Dataset content: Begin

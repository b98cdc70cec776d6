//! Quest configuration, loadable from TOML.

use serde::{Deserialize, Serialize};
use std::path::Path;
use thiserror::Error;

use crate::mechanics::{ScoreTable, STARTING_STEPS};

/// Errors raised while loading rules or configuration.
#[derive(Debug, Error)]
pub enum RulesError {
    #[error("unknown genre: {0}")]
    UnknownGenre(String),
    #[error("failed to read config {path}: {source}")]
    Io {
        path: String,
        #[source]
        source: std::io::Error,
    },
    #[error("invalid config syntax: {0}")]
    Parse(#[from] toml::de::Error),
    #[error("invalid config: {0}")]
    Invalid(String),
}

/// How non-feature rounds pick their challenge.
#[derive(Debug, Clone, Copy, PartialEq, Eq, Serialize, Deserialize, Default)]
#[serde(rename_all = "snake_case")]
pub enum SelectionStrategy {
    /// Walk the regular pool in table order.
    #[default]
    Sequential,
    /// Follow the session's shuffled five-slot order, then loop it.
    Shuffled,
}

/// Longest accepted animation tick.
pub const MAX_TICK_MS: u64 = 60_000;

/// Timing of the counting animation.
#[derive(Debug, Clone, Copy, PartialEq, Eq, Serialize, Deserialize)]
#[serde(default)]
pub struct AnimationConfig {
    pub duration_ms: u64,
    pub tick_ms: u64,
}

impl Default for AnimationConfig {
    fn default() -> Self {
        Self {
            duration_ms: 500,
            tick_ms: 16,
        }
    }
}

/// Tunables for a quest.
#[derive(Debug, Clone, PartialEq, Eq, Serialize, Deserialize)]
#[serde(default)]
pub struct QuestConfig {
    pub starting_steps: i32,
    pub score_table: ScoreTable,
    pub selection: SelectionStrategy,
    /// Pause between choosing an answer and seeing its resolution.
    pub answer_delay_ms: u64,
    pub animation: AnimationConfig,
}

impl Default for QuestConfig {
    fn default() -> Self {
        Self {
            starting_steps: STARTING_STEPS,
            score_table: ScoreTable::standard(),
            selection: SelectionStrategy::Sequential,
            answer_delay_ms: 300,
            animation: AnimationConfig::default(),
        }
    }
}

impl QuestConfig {
    /// Parse and validate a TOML document. Missing keys take their defaults.
    pub fn from_toml_str(source: &str) -> Result<Self, RulesError> {
        let config: QuestConfig = toml::from_str(source)?;
        config.validate()?;
        Ok(config)
    }

    /// Read, parse, and validate a TOML file.
    pub fn load(path: impl AsRef<Path>) -> Result<Self, RulesError> {
        let path = path.as_ref();
        let source = std::fs::read_to_string(path).map_err(|source| RulesError::Io {
            path: path.display().to_string(),
            source,
        })?;
        Self::from_toml_str(&source)
    }

    /// Reject configurations that would break session invariants.
    pub fn validate(&self) -> Result<(), RulesError> {
        if self.starting_steps <= 0 {
            return Err(RulesError::Invalid(format!(
                "starting_steps must be positive, got {}",
                self.starting_steps
            )));
        }
        if !self.score_table.is_valid() {
            return Err(RulesError::Invalid(format!(
                "score table must satisfy correct <= close <= wrong with wrong > 0, got {}/{}/{}",
                self.score_table.correct, self.score_table.close, self.score_table.wrong
            )));
        }
        // wrong is the largest cost once the ordering holds
        if i32::try_from(self.score_table.wrong).is_err() {
            return Err(RulesError::Invalid(format!(
                "score table costs must not exceed {}, got {}",
                i32::MAX,
                self.score_table.wrong
            )));
        }
        if self.animation.tick_ms == 0 {
            return Err(RulesError::Invalid("animation.tick_ms must be non-zero".into()));
        }
        if self.animation.tick_ms > MAX_TICK_MS {
            return Err(RulesError::Invalid(format!(
                "animation.tick_ms must be at most {}, got {}",
                MAX_TICK_MS, self.animation.tick_ms
            )));
        }
        Ok(())
    }
}

#[cfg(test)]
mod tests {
    use super::*;

    #[test]
    fn test_defaults() {
        let config = QuestConfig::default();
        assert_eq!(config.starting_steps, 1000);
        assert_eq!(config.score_table, ScoreTable::standard());
        assert_eq!(config.selection, SelectionStrategy::Sequential);
        assert_eq!(config.answer_delay_ms, 300);
        assert!(config.validate().is_ok());
    }

    #[test]
    fn test_empty_document_is_default() {
        let config = QuestConfig::from_toml_str("").unwrap();
        assert_eq!(config, QuestConfig::default());
    }

    #[test]
    fn test_partial_document() {
        let config = QuestConfig::from_toml_str(
            r#"
            selection = "shuffled"
            answer_delay_ms = 0

            [score_table]
            correct = 10
            close = 25
            wrong = 50

            [animation]
            tick_ms = 32
            "#,
        )
        .unwrap();

        assert_eq!(config.selection, SelectionStrategy::Shuffled);
        assert_eq!(config.score_table, ScoreTable::gentle());
        assert_eq!(config.answer_delay_ms, 0);
        assert_eq!(config.animation.tick_ms, 32);
        assert_eq!(config.animation.duration_ms, 500);
        assert_eq!(config.starting_steps, 1000);
    }

    #[test]
    fn test_sample_file_matches_defaults() {
        let config = QuestConfig::from_toml_str(include_str!("../../../kiloquest.toml")).unwrap();
        assert_eq!(config, QuestConfig::default());
    }

    #[test]
    fn test_rejects_bad_values() {
        assert!(matches!(
            QuestConfig::from_toml_str("starting_steps = 0"),
            Err(RulesError::Invalid(_))
        ));
        assert!(matches!(
            QuestConfig::from_toml_str("[score_table]\ncorrect = 9\nclose = 5\nwrong = 1"),
            Err(RulesError::Invalid(_))
        ));
        assert!(matches!(
            QuestConfig::from_toml_str("[animation]\ntick_ms = 0"),
            Err(RulesError::Invalid(_))
        ));
    }

    #[test]
    fn test_rejects_oversized_cost() {
        let err = QuestConfig::from_toml_str(
            "[score_table]\ncorrect = 100\nclose = 250\nwrong = 3000000000",
        )
        .unwrap_err();
        assert!(matches!(err, RulesError::Invalid(_)));
        assert!(err.to_string().contains("3000000000"));

        let at_limit = format!("[score_table]\ncorrect = 1\nclose = 2\nwrong = {}", i32::MAX);
        assert!(QuestConfig::from_toml_str(&at_limit).is_ok());
    }

    #[test]
    fn test_rejects_huge_tick() {
        assert!(matches!(
            QuestConfig::from_toml_str("[animation]\ntick_ms = 60001"),
            Err(RulesError::Invalid(_))
        ));
    }

    #[test]
    fn test_rejects_bad_syntax() {
        assert!(matches!(
            QuestConfig::from_toml_str("selection = "),
            Err(RulesError::Parse(_))
        ));
    }

    #[test]
    fn test_missing_file() {
        let err = QuestConfig::load("/definitely/not/here.toml").unwrap_err();
        assert!(matches!(err, RulesError::Io { .. }));
        assert!(err.to_string().contains("/definitely/not/here.toml"));
    }
}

Dataset content: End

_Activity:_ Copy every line above in which the string "Clone" shows up.

_Result of this exercise:_
#[derive(Debug, Clone, Copy, PartialEq, Eq, Serialize, Deserialize, Default)]
#[derive(Debug, Clone, Copy, PartialEq, Eq, Serialize, Deserialize)]
#[derive(Debug, Clone, PartialEq, Eq, Serialize, Deserialize)]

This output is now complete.